We need to heed the early warning signs of genocide. Officially directed massacres of civilians of whatever numbers cannot be tolerated, for the organizers of genocide must not believe that more widespread killing will be ignored. Yet killing is not the only warning sign. The Convention drafters, recalling the radio addresses of Hitler and the constant flow of words and images, set out as punishable acts “direct and public incitement to commit genocide”. The Genocide Convention, in its provisions concerning public incitement, sets the limits of political discourse. It is well documented that public incitement — whether by Governments or certain non-governmental actors, including political movements — to discriminate against, to separate forcibly, to deport or physically eliminate large categories of the population of a given State, or the population of a State in its entirety, just because they belong to certain racial, ethnic, or religious groups, sooner or later leads to war. It is also evident that, at the present time, in a globalized world, even local conflicts have a direct impact on international peace and security in general. Therefore, the Genocide Convention is also a constant reminder of the need to moderate political discourse, especially constant and repeated accusations against a religious, ethnic, and social category of persons. Had this been done in Rwanda, with regard to the Radio Mille Collines, perhaps that premeditated and announced genocide could have been avoided or mitigated.

For the UN to be effective in the prevention of genocide, there needs to be an authoritative body which can investigate and monitor a situation well in advance of the outbreak of violence. As has been noted, any Party to the Genocide Convention (and most States are Parties) can bring evidence to the UN Security Council, but none has. In the light of repeated failures and due to pressure from nongovernmental organizations, the Secretary-General has named an individual advisor on genocide to the UN Secretariat. However, he is one advisor among many, and there is no public access to the information that he may receive.

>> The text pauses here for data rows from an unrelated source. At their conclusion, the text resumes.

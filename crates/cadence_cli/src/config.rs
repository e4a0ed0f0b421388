//! Cadence configuration file handling

use anyhow::{Context, Result};
use cadence_recorder::{RecorderConfig, ReplayConfig};
use serde::{Deserialize, Serialize};
use std::fs;
use std::path::{Path, PathBuf};

/// Name of the configuration file looked up in a directory.
pub const CONFIG_FILE: &str = "cadence.toml";

/// Top-level Cadence configuration (cadence.toml)
#[derive(Debug, Default, Deserialize, Serialize)]
pub struct CadenceConfig {
    #[serde(default)]
    pub replay: ReplaySection,
    #[serde(default)]
    pub record: RecordSection,
    #[serde(default)]
    pub log: LogSection,
}

/// Playback settings
#[derive(Debug, Deserialize, Serialize)]
pub struct ReplaySection {
    /// Loop until interrupted
    #[serde(default)]
    pub repeat: bool,
    /// Stop after this many passes (overrides `repeat`)
    #[serde(default, skip_serializing_if = "Option::is_none")]
    pub passes: Option<u32>,
    /// Playback speed multiplier
    #[serde(default = "default_speed")]
    pub speed: f64,
}

fn default_speed() -> f64 {
    1.0
}

impl Default for ReplaySection {
    fn default() -> Self {
        Self {
            repeat: false,
            passes: None,
            speed: default_speed(),
        }
    }
}

/// Recording settings
#[derive(Debug, Deserialize, Serialize)]
pub struct RecordSection {
    /// Inputs never captured (the start/stop hotkeys)
    #[serde(default = "default_ignore")]
    pub ignore: Vec<String>,
}

fn default_ignore() -> Vec<String> {
    vec!["Key.f7".to_string(), "Key.f8".to_string()]
}

impl Default for RecordSection {
    fn default() -> Self {
        Self {
            ignore: default_ignore(),
        }
    }
}

/// Logging settings
#[derive(Debug, Deserialize, Serialize)]
pub struct LogSection {
    /// Default filter when RUST_LOG is not set
    #[serde(default = "default_level")]
    pub level: String,
}

fn default_level() -> String {
    "info".to_string()
}

impl Default for LogSection {
    fn default() -> Self {
        Self {
            level: default_level(),
        }
    }
}

impl ReplaySection {
    pub fn replay_config(&self) -> ReplayConfig {
        let config = ReplayConfig::default().with_speed(self.speed);
        match self.passes {
            Some(passes) => config.with_passes(passes),
            None => config.with_repeat(self.repeat),
        }
    }
}

impl RecordSection {
    pub fn recorder_config(&self) -> RecorderConfig {
        RecorderConfig::new().with_ignored(self.ignore.iter().map(String::as_str))
    }
}

impl CadenceConfig {
    /// Resolve a `--config` argument (file or directory) to a file path.
    pub fn resolve_path(path: &Path) -> PathBuf {
        if path.is_dir() {
            path.join(CONFIG_FILE)
        } else {
            path.to_path_buf()
        }
    }

    /// Load configuration from a file or directory.
    ///
    /// An explicitly named file must exist; a missing `cadence.toml` in a
    /// directory falls back to defaults.
    pub fn load(path: &Path) -> Result<Self> {
        let explicit = !path.is_dir();
        let config_path = Self::resolve_path(path);

        if !config_path.exists() {
            if explicit {
                anyhow::bail!("Config file {} does not exist", config_path.display());
            }
            tracing::debug!(dir = %path.display(), "no {CONFIG_FILE}, using defaults");
            return Ok(Self::default());
        }

        let content = fs::read_to_string(&config_path)
            .with_context(|| format!("Failed to read {}", config_path.display()))?;

        let config: CadenceConfig = toml::from_str(&content)
            .with_context(|| format!("Failed to parse {}", config_path.display()))?;

        if !config.replay.speed.is_finite() || config.replay.speed <= 0.0 {
            anyhow::bail!(
                "Invalid replay.speed {} in {}",
                config.replay.speed,
                config_path.display()
            );
        }

        if config.replay.passes == Some(0) {
            anyhow::bail!("Invalid replay.passes 0 in {}", config_path.display());
        }

        Ok(config)
    }

    /// Serialize to TOML string
    pub fn to_toml(&self) -> Result<String> {
        toml::to_string_pretty(self).context("Failed to serialize config")
    }
}
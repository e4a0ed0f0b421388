//! Held-input tracking and forced release.
//!
//! [`CleanupSink`] wraps any sink, remembers which buttons and keys the
//! session has pressed, and on `close` releases all of them plus a fixed set
//! of modifier keys. A recording that started with a modifier already down
//! (or ended with one still down) therefore never leaves it stuck.

use std::collections::btree_map::{self, BTreeMap};
use std::collections::BTreeSet;
use std::time::Duration;

use super::InputSink;
use crate::event::{Event, EventKind, InputId, Point};
use crate::{Error, Result};

/// Modifier keys released on every close whether or not they were pressed.
pub const SAFETY_MODIFIERS: [&str; 4] = ["Key.ctrl", "Key.shift", "Key.alt", "Key.cmd"];

/// An input currently in the pressed state.
#[derive(Clone, Copy, Debug, PartialEq, Eq)]
pub enum HeldInput {
    Key,
    /// Pointer button, with the position it was last pressed at.
    Button(Point),
}

/// Buttons and keys pressed during one session and not yet released.
#[derive(Clone, Debug, Default, PartialEq, Eq)]
pub struct HeldInputSet {
    inputs: BTreeMap<InputId, HeldInput>,
}

impl HeldInputSet {
    pub fn new() -> Self {
        Self::default()
    }

    pub fn is_empty(&self) -> bool {
        self.inputs.is_empty()
    }

    pub fn len(&self) -> usize {
        self.inputs.len()
    }

    pub fn contains(&self, id: &InputId) -> bool {
        self.inputs.contains_key(id)
    }

    pub fn iter(&self) -> btree_map::Iter<'_, InputId, HeldInput> {
        self.inputs.iter()
    }

    /// Update the set from an event. Non press/release events are ignored.
    pub fn track(&mut self, event: &Event) {
        let Some(id) = event.input() else {
            return;
        };
        match event.kind() {
            EventKind::KeyPress => {
                self.inputs.insert(id.clone(), HeldInput::Key);
            }
            EventKind::ButtonPress => {
                let position = event.position().unwrap_or_default();
                self.inputs.insert(id.clone(), HeldInput::Button(position));
            }
            EventKind::KeyRelease | EventKind::ButtonRelease => {
                self.inputs.remove(id);
            }
            EventKind::PointerMove | EventKind::ScrollMoved => {}
        }
    }

    /// Remove every entry, returning the release event for each.
    pub fn drain_releases(&mut self) -> Vec<Event> {
        std::mem::take(&mut self.inputs)
            .into_iter()
            .map(|(id, held)| match held {
                HeldInput::Key => Event::key_release(id, Duration::ZERO),
                HeldInput::Button(position) => Event::button_release(id, position, Duration::ZERO),
            })
            .collect()
    }
}

/// Sink decorator that guarantees nothing is left pressed after `close`.
pub struct CleanupSink<S> {
    inner: S,
    held: HeldInputSet,
}

impl<S: InputSink> CleanupSink<S> {
    pub fn new(inner: S) -> Self {
        Self {
            inner,
            held: HeldInputSet::new(),
        }
    }

    /// Inputs currently held by this session.
    pub fn held(&self) -> &HeldInputSet {
        &self.held
    }

    pub fn inner(&self) -> &S {
        &self.inner
    }

    pub fn into_inner(self) -> S {
        self.inner
    }

    fn release(&mut self, event: &Event, first_error: &mut Option<Error>) {
        if let Err(e) = self.inner.execute(event) {
            tracing::warn!(
                input = %event.input().map(InputId::as_str).unwrap_or_default(),
                error = %e,
                "failed to release input"
            );
            first_error.get_or_insert(e);
        }
    }
}

impl<S: InputSink> InputSink for CleanupSink<S> {
    fn execute(&mut self, event: &Event) -> Result<()> {
        let result = self.inner.execute(event);
        // A press that failed half-way may still have gone down, so it is
        // tracked either way; a release only counts once it succeeded.
        if result.is_ok() || event.kind().is_press() {
            self.held.track(event);
        }
        result
    }

    /// Release held inputs and the safety modifiers, then close the inner
    /// sink. Every step is attempted; the first failure is returned.
    fn close(&mut self) -> Result<()> {
        let mut first_error = None;
        let mut released = BTreeSet::new();

        for event in self.held.drain_releases() {
            self.release(&event, &mut first_error);
            if let Some(id) = event.input() {
                released.insert(id.clone());
            }
        }

        for modifier in SAFETY_MODIFIERS {
            let id = InputId::from(modifier);
            if !released.contains(&id) {
                self.release(&Event::key_release(id, Duration::ZERO), &mut first_error);
            }
        }

        if let Err(e) = self.inner.close() {
            tracing::warn!(error = %e, "failed to close input sink");
            first_error.get_or_insert(e);
        }

        if released.is_empty() {
            tracing::debug!("input session closed");
        } else {
            tracing::debug!(released = released.len(), "input session closed, released held inputs");
        }

        first_error.map_or(Ok(()), Err)
    }
}
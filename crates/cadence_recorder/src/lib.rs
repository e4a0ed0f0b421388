//! Cadence Recorder
//!
//! Record keyboard and pointer input with its timing and replay it later.
//!
//! # Features
//!
//! - **Recording**: Timestamps notifications from an input source into an
//!   ordered sequence of events
//! - **Persistence**: Sequences are stored as a JSON array of event records
//! - **Replay**: A drift-correcting ticker paces execution against absolute
//!   deadlines, with looping and cooperative cancellation
//! - **Cleanup**: Everything pressed during a pass is released when the pass
//!   ends, however it ends

pub mod capture;
pub mod clock;
pub mod error;
pub mod event;
pub mod persist;
pub mod replay;
pub mod sink;
pub mod testing;

pub use capture::{InputNotification, InputSource, NotificationHandler, Recorder, RecorderConfig};
pub use clock::{Clock, MonotonicClock, SharedClock};
pub use error::{Error, Result};
pub use event::{Event, EventKind, EventSequence, InputId, Point, ScrollDelta, SequenceStats};
pub use replay::{CancelToken, Repeat, ReplayConfig, ReplayState, ReplayStats, Replayer};
pub use sink::{
    BackendSink, Capabilities, CleanupSink, CompositeSink, InputBackend, InputSink, LogBackend,
};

Therefore, a relevant existing body must be strengthened to be able to deal with the first signs of tensions, especially ‘direct and public incitement to commit genocide.” The Committee for the Elimination of Racial Discrimination (CERD) created to monitor the 1965 International Convention on the Elimination of All Forms of Racial Discrimination would be the appropriate body to strengthen, especially by increasing its resources and the number of UN Secretariat members which service the CERD. Through its urgent procedure mechanisms, CERD has the possibility of taking early-warning measures aimed at preventing existing strife from escalating into conflicts, and to respond to problems requiring immediate attention. A stronger CERD more able to investigate fully situations should mark the world’s commitment to the high standards of world law set out in the Genocide Convention.


Notes
1) Raphael Lemkin. Axis Rule in Occupied Europe (Washington: Carnegie Endowment for World Peace, 1944).
2) For a good overview, see: Samantha Power. A Problem from Hell: America and the Age of Genocide (New York: Basic Books, 2002)
3) E/CN.4/Sub.2/1778/416, Para 614


Prof. René Wadlow is President of the Association of World Citizens.